- Developer: Epiforge Software
- Release: October 10, 2008
- Stable release: 4.0.2020.03.16-2 / March 16, 2020
- Operating system: Microsoft Windows
- Available in: English
- Type: Time Management
- License: Freeware
- Website: epiforge.com/Grindstone/

= Grindstone (time-tracking software) =

Time tracking software by Microsoft

Grindstone is a freeware Microsoft Windows desktop application that allows users to create and organize tasks and to track time.
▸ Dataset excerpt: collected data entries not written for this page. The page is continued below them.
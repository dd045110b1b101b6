use std::io;
use std::path::PathBuf;

use anyhow::{Context, Result};
use clap::{Args, Parser, Subcommand, ValueEnum, ValueHint};
use tracing::info;
use tracing_subscriber::EnvFilter;

use echogrid::calibration::SonarEquation;
use echogrid::config::{
    BottomConfig, CalibrationParams, DEFAULT_PING_BIN, DEFAULT_RANGE_BIN, DEFAULT_TRACK_INTERVAL,
    DispatchConfig, EncodeMode, GridConfig, TrackConfig, WaveformMode, parse_range_bin,
    parse_time_bin,
};
use echogrid::dispatch::{Dispatcher, RunSummary, Stage};
use echogrid::processing::{BottomDetector, Reducer};
use echogrid::sink::ParquetSink;
use echogrid::stages::{
    BottomStage, CalibrateStage, ConvertStage, DEFAULT_CONVERT_DIR, DEFAULT_DEPTH_DIR,
    DEFAULT_MVBS_DIR, DEFAULT_SV_DIR, MvbsStage, deployment_groups, export_depths,
};
use echogrid::types::CalibrationReference;
use echogrid::utils::file_utils::find_files;

#[derive(Parser, Debug)]
#[command(author, version, about = "Streaming echosounder gridding pipeline", long_about = None)]
struct Cli {
    #[command(subcommand)]
    command: Command,
}

#[derive(Subcommand, Debug)]
enum Command {
    /// Convert raw datagram files into power segments
    Convert(ConvertArgs),
    /// Calibrate power segments into Sv segments
    Calibrate(CalibrateArgs),
    /// Grid Sv segments into mean volume backscattering strength
    Mvbs(MvbsArgs),
    /// Detect the bottom line of Sv segments
    Bottom(BottomArgs),
    /// Resample depth tracks into a CSV depth product
    Depths(DepthsArgs),
}

#[derive(Args, Debug)]
struct CommonArgs {
    /// Input files or glob patterns (`~` and environment variables are expanded)
    #[arg(value_hint = ValueHint::FilePath)]
    inputs: Vec<String>,

    /// Output directory; relative paths are resolved against each input's directory
    #[arg(short, long, value_hint = ValueHint::DirPath)]
    out_dir: Option<PathBuf>,

    /// Skip inputs whose output already exists
    #[arg(long)]
    skip_existing: bool,

    #[arg(long, default_value_t = 4)]
    workers: usize,

    /// Threads per worker
    #[arg(long, default_value_t = 2)]
    threads: usize,

    /// Log at debug level unless RUST_LOG says otherwise
    #[arg(short, long)]
    verbose: bool,
}

impl CommonArgs {
    fn out_dir(&self, default: &str) -> PathBuf {
        self.out_dir.clone().unwrap_or_else(|| PathBuf::from(default))
    }

    fn dispatcher(&self) -> Result<Dispatcher> {
        let config = DispatchConfig::builder()
            .workers(self.workers)
            .threads(self.threads)
            .skip_existing(self.skip_existing)
            .build();
        Ok(Dispatcher::new(config)?)
    }
}

#[derive(Args, Debug)]
struct ConvertArgs {
    #[command(flatten)]
    common: CommonArgs,
}

#[derive(Args, Debug)]
struct CalibrateArgs {
    #[command(flatten)]
    common: CommonArgs,

    /// JSON calibration reference with per-channel sonar-equation parameters
    #[arg(long, value_hint = ValueHint::FilePath)]
    calibration: PathBuf,

    #[arg(long, value_enum, ignore_case = true, default_value_t = EncodeMode::Power)]
    encode_mode: EncodeMode,

    #[arg(long, value_enum, ignore_case = true, default_value_t = WaveformMode::Cw)]
    waveform_mode: WaveformMode,

    /// Depth offset (metres) added when computing depth
    #[arg(long, default_value_t = 1.0)]
    depth_offset: f64,
}

#[derive(Args, Debug)]
struct MvbsArgs {
    #[command(flatten)]
    common: CommonArgs,

    /// Time bin width, e.g. 5s or 1min
    #[arg(long, default_value = DEFAULT_PING_BIN, value_parser = time_width)]
    ping_bin: i64,

    /// Range bin width, e.g. 1.0m
    #[arg(long, default_value = DEFAULT_RANGE_BIN, value_parser = range_width)]
    range_bin: f64,
}

#[derive(Args, Debug)]
struct BottomArgs {
    #[command(flatten)]
    common: CommonArgs,

    /// Channel identifier or frequency (e.g. 38kHz); defaults to the first channel
    #[arg(long)]
    channel: Option<String>,

    /// Detection threshold in dB
    #[arg(long, default_value_t = -40.0, allow_negative_numbers = true)]
    threshold: f64,

    /// Range samples ignored below the transducer
    #[arg(long, default_value_t = 300)]
    skip_from_surface: usize,

    /// Metres added to every detected depth
    #[arg(long, default_value_t = 0.5, allow_negative_numbers = true)]
    offset: f64,
}

#[derive(Args, Debug)]
struct DepthsArgs {
    /// Depth track files or glob patterns
    #[arg(required = true, value_hint = ValueHint::FilePath)]
    inputs: Vec<String>,

    /// Resampling interval
    #[arg(short, long, default_value = DEFAULT_TRACK_INTERVAL, value_parser = time_width)]
    resample: i64,

    #[arg(long, value_enum, default_value_t = ResampleOpt::Last)]
    reducer: ResampleOpt,

    /// CSV file to write
    #[arg(short, long, default_value = "depths.csv", value_hint = ValueHint::FilePath)]
    output: PathBuf,

    /// Deployments resampled concurrently
    #[arg(long, default_value_t = 4)]
    workers: usize,

    /// Threads per worker
    #[arg(long, default_value_t = 1)]
    threads: usize,

    #[arg(short, long)]
    verbose: bool,
}

#[derive(Copy, Clone, Debug, PartialEq, Eq, ValueEnum)]
enum ResampleOpt {
    Last,
    Interpolate,
}

fn time_width(text: &str) -> std::result::Result<i64, String> {
    parse_time_bin(text).map_err(|e| e.to_string())
}

fn range_width(text: &str) -> std::result::Result<f64, String> {
    parse_range_bin(text).map_err(|e| e.to_string())
}

fn main() -> Result<()> {
    let cli = Cli::parse();
    let verbose = match &cli.command {
        Command::Convert(args) => args.common.verbose,
        Command::Calibrate(args) => args.common.verbose,
        Command::Mvbs(args) => args.common.verbose,
        Command::Bottom(args) => args.common.verbose,
        Command::Depths(args) => args.verbose,
    };
    let default_level = if verbose { "debug" } else { "info" };
    let filter =
        EnvFilter::try_from_default_env().unwrap_or_else(|_| EnvFilter::new(default_level));
    let _ = tracing_subscriber::fmt()
        .with_env_filter(filter)
        .with_writer(io::stderr)
        .try_init();

    match cli.command {
        Command::Convert(args) => handle_convert(args),
        Command::Calibrate(args) => handle_calibrate(args),
        Command::Mvbs(args) => handle_mvbs(args),
        Command::Bottom(args) => handle_bottom(args),
        Command::Depths(args) => handle_depths(args),
    }
}

/// Resolves inputs; `None` means there is nothing to do.
fn find_inputs(patterns: &[String]) -> Result<Option<Vec<PathBuf>>> {
    let files = find_files(patterns).context("resolving input patterns")?;
    if files.is_empty() {
        info!("No input files found. Nothing done.");
        return Ok(None);
    }
    info!(count = files.len(), "found input files");
    Ok(Some(files))
}

fn finish(summary: RunSummary) -> Result<()> {
    for (item, reason) in &summary.failures {
        tracing::error!(%item, %reason, "item failed");
    }
    summary.ensure_output()?;
    Ok(())
}

fn dispatch<S: Stage>(common: &CommonArgs, stage: &S, items: &[S::Item]) -> Result<()> {
    let dispatcher = common.dispatcher()?;
    finish(dispatcher.run(stage, items))
}

fn handle_convert(args: ConvertArgs) -> Result<()> {
    let Some(files) = find_inputs(&args.common.inputs)? else {
        return Ok(());
    };
    let stage = ConvertStage {
        out_dir: args.common.out_dir(DEFAULT_CONVERT_DIR),
    };
    dispatch(&args.common, &stage, &files)
}

fn handle_calibrate(args: CalibrateArgs) -> Result<()> {
    let Some(files) = find_inputs(&args.common.inputs)? else {
        return Ok(());
    };
    let reference = CalibrationReference::load(&args.calibration)
        .with_context(|| format!("loading calibration reference {}", args.calibration.display()))?;
    let params = CalibrationParams::builder()
        .encode_mode(args.encode_mode)
        .waveform_mode(args.waveform_mode)
        .depth_offset(args.depth_offset)
        .build();
    let stage = CalibrateStage {
        out_dir: args.common.out_dir(DEFAULT_SV_DIR),
        provider: SonarEquation::new(reference),
        params,
    };
    dispatch(&args.common, &stage, &files)
}

fn handle_mvbs(args: MvbsArgs) -> Result<()> {
    let grid = GridConfig::builder()
        .ping_bin(args.ping_bin)
        .range_bin(args.range_bin)
        .build();
    grid.validate()?;
    let Some(files) = find_inputs(&args.common.inputs)? else {
        return Ok(());
    };
    let groups = deployment_groups(&files);
    info!(deployments = groups.len(), "grouped inputs by deployment");
    let stage = MvbsStage {
        out_dir: args.common.out_dir(DEFAULT_MVBS_DIR),
        grid,
        sink: ParquetSink::default(),
    };
    dispatch(&args.common, &stage, &groups)
}

fn handle_bottom(args: BottomArgs) -> Result<()> {
    let config = BottomConfig::builder()
        .maybe_channel(args.channel)
        .threshold_db(args.threshold)
        .skip_from_surface(args.skip_from_surface)
        .offset_m(args.offset)
        .build();
    let detector = BottomDetector::new(&config)?;
    let Some(files) = find_inputs(&args.common.inputs)? else {
        return Ok(());
    };
    let stage = BottomStage {
        out_dir: args.common.out_dir(DEFAULT_DEPTH_DIR),
        detector,
        sink: ParquetSink::default(),
    };
    dispatch(&args.common, &stage, &files)
}

fn handle_depths(args: DepthsArgs) -> Result<()> {
    let config = TrackConfig::builder()
        .interval(args.resample)
        .reducer(match args.reducer {
            ResampleOpt::Last => Reducer::LastValid,
            ResampleOpt::Interpolate => Reducer::Interpolate,
        })
        .build();
    config.validate()?;
    let Some(files) = find_inputs(&args.inputs)? else {
        return Ok(());
    };
    let dispatcher = Dispatcher::new(
        DispatchConfig::builder()
            .workers(args.workers)
            .threads(args.threads)
            .build(),
    )?;
    let (rows, summary) = export_depths(&dispatcher, &files, &config, &args.output)
        .with_context(|| format!("writing {}", args.output.display()))?;
    info!(rows, output = %args.output.display(), "depth product written");
    finish(summary)
}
The application features a Task List window for managing tasks and time, a desktop gadget-like stopwatch for controlling the timer, and can produce reports and detect when the user is away. In addition, Grindstone can synchronize time tracking data for multiple users via a paid service called Task Force.

==History==

Grindstone versions
| Version | Date |
|---|---|
| 1.0 | 2008-10-10 |
| 2.0 | ? |
| 3.0 | ? |
| 3.1.5575 | 2015-04-08 |
| 4.0.2020.03.16-2 | 2020-03-16 |

== Reviews ==
PCWorld's review of Grindstone 2 focused on its functionality and features, calling them "incredibly simple, yet incredibly efficient." However, PCWorld's editors did indict Grindstone 2 for having a less than entertaining graphical user interface. "Once you delve into the app, its power becomes apparent, as does it ability to help you manage your time, but with its bland design, Grindstone can feel about as appealing as work."